Sometimes you do things that make you feel ashamed. It was the first day of the Republican convention in 2012, and I had nothing to write about, so I wrote a humor column mocking the Romney family for being perfect in every way. It was a hit with readers, but the afternoon it was published, I crossed paths with two of Mitt Romney’s sons, and they looked at me with hurt in their eyes, which pierced me. I’d ridiculed people for the sin of being admirable.

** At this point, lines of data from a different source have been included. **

//! Duty-status log sheet engine.
//!
//! This crate turns the sparse duty-status events of a planned trip into
//! what a driver's daily log sheet shows:
//! - Classification: free-text status labels to one of four duty categories
//! - Grid: events binned into 96 quarter-hour slots per category (UTC day)
//! - Totals: per-category and grand-total durations in `H:MM` form
//! - Navigation: a bounded cursor over a trip's daily sheets
//!
//! None of these operations fail on bad event data; malformed events are
//! left off the grid.

pub mod assemble;
pub mod category;
pub mod daily_log;
mod error;
pub mod event;
pub mod grid;
pub mod navigator;
pub mod sheet;
pub mod totals;

pub use assemble::{assemble_sheets, split_at_midnight};
pub use category::{DutyCategory, UnknownCategory, classify};
pub use daily_log::{DailyLog, SheetHeader, remarks};
pub use error::DocumentError;
pub use event::{Event, GridEvent, parse_timestamp};
pub use grid::{DutyGrid, SLOTS_PER_DAY, map_events, slot_range};
pub use navigator::{NavigatorState, Position};
pub use sheet::{LogSheet, Trip, events_from_json};
pub use totals::{HoursMinutes, Totals, aggregate};
//! Engine-level metrics primitives.
//!
//! Counters and gauges are relaxed atomics: they are advisory, monotonic
//! (counters) or last-write-wins (gauges), and never synchronize the data
//! path. Aggregation and human-readable formatting live outside the
//! engine; this module only maintains the numbers.

use std::sync::atomic::{AtomicI64, AtomicU64, Ordering};
use std::time::{Duration, Instant};

use parking_lot::Mutex;

/// Monotonically increasing counter.
#[derive(Debug, Default)]
pub struct Counter(AtomicU64);

impl Counter {
    /// Increments by one.
    #[inline]
    pub fn increment(&self) {
        self.0.fetch_add(1, Ordering::Relaxed);
    }

    /// Increments by `n`.
    #[inline]
    pub fn add(&self, n: u64) {
        self.0.fetch_add(n, Ordering::Relaxed);
    }

    /// Returns the current value.
    #[inline]
    #[must_use]
    pub fn value(&self) -> u64 {
        self.0.load(Ordering::Relaxed)
    }

    /// Resets to zero.
    pub fn reset(&self) {
        self.0.store(0, Ordering::Relaxed);
    }
}

/// Gauge that can move in both directions.
#[derive(Debug, Default)]
pub struct Gauge(AtomicI64);

impl Gauge {
    /// Sets the gauge to `value`.
    #[inline]
    pub fn set(&self, value: i64) {
        self.0.store(value, Ordering::Relaxed);
    }

    /// Adds `delta` to the gauge.
    #[inline]
    pub fn add(&self, delta: i64) {
        self.0.fetch_add(delta, Ordering::Relaxed);
    }

    /// Subtracts `delta` from the gauge.
    #[inline]
    pub fn sub(&self, delta: i64) {
        self.0.fetch_sub(delta, Ordering::Relaxed);
    }

    /// Returns the current value.
    #[inline]
    #[must_use]
    pub fn value(&self) -> i64 {
        self.0.load(Ordering::Relaxed)
    }
}

/// Fixed-bucket latency histogram (seconds).
///
/// Coarse by design: callers that need percentiles export the raw
/// observations elsewhere.
#[derive(Debug)]
pub struct LatencyHistogram {
    inner: Mutex<HistogramState>,
}

#[derive(Debug)]
struct HistogramState {
    buckets: Vec<f64>,
    counts: Vec<u64>,
    sum: f64,
    count: u64,
}

impl LatencyHistogram {
    /// Default bucket upper bounds, in seconds.
    #[must_use]
    pub fn default_buckets() -> Vec<f64> {
        vec![
            0.001, 0.005, 0.01, 0.025, 0.05, 0.1, 0.25, 0.5, 1.0, 2.5, 5.0, 10.0,
        ]
    }

    /// Creates a histogram with the given bucket upper bounds.
    /// The final overflow bucket is implicit.
    #[must_use]
    pub fn new(buckets: Vec<f64>) -> Self {
        let counts = vec![0; buckets.len() + 1];
        Self {
            inner: Mutex::new(HistogramState {
                buckets,
                counts,
                sum: 0.0,
                count: 0,
            }),
        }
    }

    /// Records one observation.
    pub fn observe(&self, value: f64) {
        let mut state = self.inner.lock();
        state.sum += value;
        state.count += 1;
        let idx = state
            .buckets
            .iter()
            .position(|&upper| value <= upper)
            .unwrap_or(state.buckets.len());
        state.counts[idx] += 1;
    }

    /// Returns the sum of all observations.
    #[must_use]
    pub fn sum(&self) -> f64 {
        self.inner.lock().sum
    }

    /// Returns the number of observations.
    #[must_use]
    pub fn count(&self) -> u64 {
        self.inner.lock().count
    }

    /// Returns the mean observation, or 0.0 if empty.
    #[must_use]
    #[allow(clippy::cast_precision_loss)]
    pub fn mean(&self) -> f64 {
        let state = self.inner.lock();
        if state.count == 0 {
            0.0
        } else {
            state.sum / state.count as f64
        }
    }
}

impl Default for LatencyHistogram {
    fn default() -> Self {
        Self::new(Self::default_buckets())
    }
}

/// Point-in-time snapshot of the global runtime counters.
#[derive(Debug, Clone, Copy)]
pub struct RuntimeMetricsSnapshot {
    /// Events generated by sources so far.
    pub events_processed: u64,
    /// Events explicitly discarded by operators or dead fan-outs.
    pub events_dropped: u64,
    /// Source emissions refused by every output.
    pub backpressure_events: u64,
    /// Generation rate since the previous snapshot, events per second.
    pub events_per_second: u64,
    /// Mean generation latency in milliseconds, over all observations.
    pub avg_latency_ms: f64,
    /// Time since the collector was created.
    pub uptime: Duration,
}

/// Collector for the runtime-global counters.
///
/// Shared by the coordinator, source threads, and anyone holding the
/// runtime handle. Counter updates are wait-free; only `snapshot()` takes
/// a short lock for rate bookkeeping.
#[derive(Debug)]
pub struct MetricsCollector {
    started: Instant,
    events_processed: Counter,
    events_dropped: Counter,
    backpressure_events: Counter,
    processing_latency: LatencyHistogram,
    rate: Mutex<RateWindow>,
}

#[derive(Debug)]
struct RateWindow {
    last_snapshot: Instant,
    last_events: u64,
}

impl MetricsCollector {
    /// Creates a collector anchored at the current instant.
    #[must_use]
    pub fn new() -> Self {
        let now = Instant::now();
        Self {
            started: now,
            events_processed: Counter::default(),
            events_dropped: Counter::default(),
            backpressure_events: Counter::default(),
            processing_latency: LatencyHistogram::default(),
            rate: Mutex::new(RateWindow {
                last_snapshot: now,
                last_events: 0,
            }),
        }
    }

    /// Counter of events generated by sources.
    #[inline]
    #[must_use]
    pub fn events_processed(&self) -> &Counter {
        &self.events_processed
    }

    /// Counter of explicitly discarded events.
    #[inline]
    #[must_use]
    pub fn events_dropped(&self) -> &Counter {
        &self.events_dropped
    }

    /// Counter of fully refused source emissions.
    #[inline]
    #[must_use]
    pub fn backpressure_events(&self) -> &Counter {
        &self.backpressure_events
    }

    /// Histogram of per-event generation latency, in seconds. Fed by the
    /// source threads; the snapshot reports its mean.
    #[inline]
    #[must_use]
    pub fn processing_latency(&self) -> &LatencyHistogram {
        &self.processing_latency
    }

    /// Returns time elapsed since the collector was created.
    #[must_use]
    pub fn uptime(&self) -> Duration {
        self.started.elapsed()
    }

    /// Takes a snapshot, advancing the rate window.
    #[must_use]
    pub fn snapshot(&self) -> RuntimeMetricsSnapshot {
        let now = Instant::now();
        let events = self.events_processed.value();

        let mut rate = self.rate.lock();
        let elapsed = now.duration_since(rate.last_snapshot).as_secs();
        let events_per_second = if elapsed > 0 {
            events.saturating_sub(rate.last_events) / elapsed
        } else {
            0
        };
        rate.last_snapshot = now;
        rate.last_events = events;
        drop(rate);

        RuntimeMetricsSnapshot {
            events_processed: events,
            events_dropped: self.events_dropped.value(),
            backpressure_events: self.backpressure_events.value(),
            events_per_second,
            avg_latency_ms: self.processing_latency.mean() * 1000.0,
            uptime: now.duration_since(self.started),
        }
    }
}

impl Default for MetricsCollector {
    fn default() -> Self {
        Self::new()
    }
}

#[cfg(test)]
mod tests {
    use super::*;

    #[test]
    fn test_counter_increment_and_reset() {
        let counter = Counter::default();
        counter.increment();
        counter.add(4);
        assert_eq!(counter.value(), 5);
        counter.reset();
        assert_eq!(counter.value(), 0);
    }

    #[test]
    fn test_gauge_moves_both_ways() {
        let gauge = Gauge::default();
        gauge.add(10);
        gauge.sub(3);
        assert_eq!(gauge.value(), 7);
        gauge.set(-2);
        assert_eq!(gauge.value(), -2);
    }

    #[test]
    fn test_histogram_mean() {
        let hist = LatencyHistogram::default();
        assert_eq!(hist.mean(), 0.0);
        hist.observe(0.002);
        hist.observe(0.004);
        assert_eq!(hist.count(), 2);
        assert!((hist.mean() - 0.003).abs() < 1e-9);
    }

    #[test]
    fn test_histogram_overflow_bucket() {
        let hist = LatencyHistogram::new(vec![0.1, 1.0]);
        hist.observe(50.0);
        assert_eq!(hist.count(), 1);
        assert_eq!(hist.sum(), 50.0);
    }

    #[test]
    fn test_collector_snapshot() {
        let collector = MetricsCollector::new();
        collector.events_processed().add(100);
        collector.events_dropped().increment();
        let snap = collector.snapshot();
        assert_eq!(snap.events_processed, 100);
        assert_eq!(snap.events_dropped, 1);
        assert_eq!(snap.backpressure_events, 0);
        assert_eq!(snap.avg_latency_ms, 0.0);
    }

    #[test]
    fn test_collector_latency_feeds_snapshot() {
        let collector = MetricsCollector::new();
        collector.processing_latency().observe(0.002);
        collector.processing_latency().observe(0.004);
        let snap = collector.snapshot();
        assert_eq!(collector.processing_latency().count(), 2);
        assert!((snap.avg_latency_ms - 3.0).abs() < 1e-9);
    }
}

A few years later, before he was a senator, Romney asked me to come out to Utah to give a talk to a group he was convening. It’s a pain to write a speech and get on a plane, but I did it in penance for my sins. Of course, all the Romneys were lovely to me, as is their nature. And I learned a lesson: The partisans may applaud if you ridicule those you admire, of any political stripe, but stay faithful to them.
We all struggle to be the best version of ourselves we can be, and Romney’s struggle is now taking him into retirement and out of the Senate. On the way he gave us a gift, in the form of a series of conversations with The Atlantic’s McKay Coppins, who has written a book on him, excerpted in the magazine.
Romney puts on the record what so many of us have been hearing for years off the record — that the Republican Party has become a party of fakers, that its congressional leaders laugh at Donald Trump contemptuously behind his back while swooning over him before the cameras.
Mitch McConnell is the tragic figure in Romney’s tale. He comes across as — and I believe actually is — a decent man who is trying to mitigate the worst of Trump’s effect on his party. But we see the daily corrosions that McConnell must endure to keep up this front — turning a blind eye to Trump’s crimes, turning a blind eye to the threats that were coming in the lead-up to Jan 6.
At one point, McConnell resorts to the rationalization we’ve heard a thousand times — that if Trump loses and the Democrats win, they will pass a hard-left agenda that will ruin America forever. McConnell has to exaggerate how radical Joe Biden is, and what the electorate will support, in order to justify supporting his own party’s lamentable leader.
McConnell’s core problem is that you can’t negotiate with narcissism. Every time you make a concession to Trump’s selfishness, it voraciously seeks to devour another pound of your flesh.
Paul Ryan also makes a sad appearance in this story. Romney tells Coppins that Ryan called him during the first impeachment trial, seemingly lobbying Romney to acquit. Preserve your viability with Republicans, Ryan advises; preserve your ability to do good.
It’s advice that once seemed plausible and that guided many upright people to enter the Trump administration as voices of sanity. The first problem with it is that the cult of Trumpism demands absolute fealty. One moment of honest dissent, and you are cast from the ranks. The second problem is that loyalty to Trump is ultimately enforced by the threat of violence. As the Coppins piece makes clear, there were Republicans who chose not to vote yes on impeachment or conviction because the outcome either way was inevitable and because they didn’t want potential assassins coming after them or their families. We have gone beyond the bounds of normal democratic governance.
The third problem is that if you ally yourself with a con artist, you have to become part of the con yourself. You have to become Ted Cruz, who went to Princeton and Harvard Law and is married to an employee of Goldman Sachs, ludicrously popping a brewski live on TV — an elite nerd’s attempt to appear populist.
Over the Trump years, we’ve learned how easy it is to anesthetize one’s moral circuits. John McCain kept his moral compass, and so did Romney, but they are the exceptions. Many others joined the general fakery. You start by lying about yourself, and pretty soon you’re lying to yourself.
The pivotal moment for Romney seems to have come on Jan. 6 — not what the insurrectionists did to get into the Capitol but what the Republican legislators did in the chambers after the rioters had been cleared out, continuing their efforts to negate the election. This is where five years of negotiating with narcissism had brought the party.
Romney’s retirement, which goes into effect in 2025, will mark the end of an era, the end of the Republican Party that once featured people like Abraham Lincoln, Theodore Roosevelt and more recently George Romney, Mitt’s father, and George H.W. Bush. Realistically, Romney will have little role in trying to produce a better G.O.P. future. What replaces Trumpism will be different from what came before.
I admire him for deciding to step down at the senatorially young age of 76. As we’ve all come to see, the hunger for continued relevance is the corroding lust that devours the very old. Romney stands for the valuable idea that there are things more important in life than politics and winning elections.
The G.O.P. needed to change and become more in touch with the working class — but not in the vicious way Trump has championed. As long as Trump is leading it, the Republican Party cannot be reformed. It can only be deprived of power.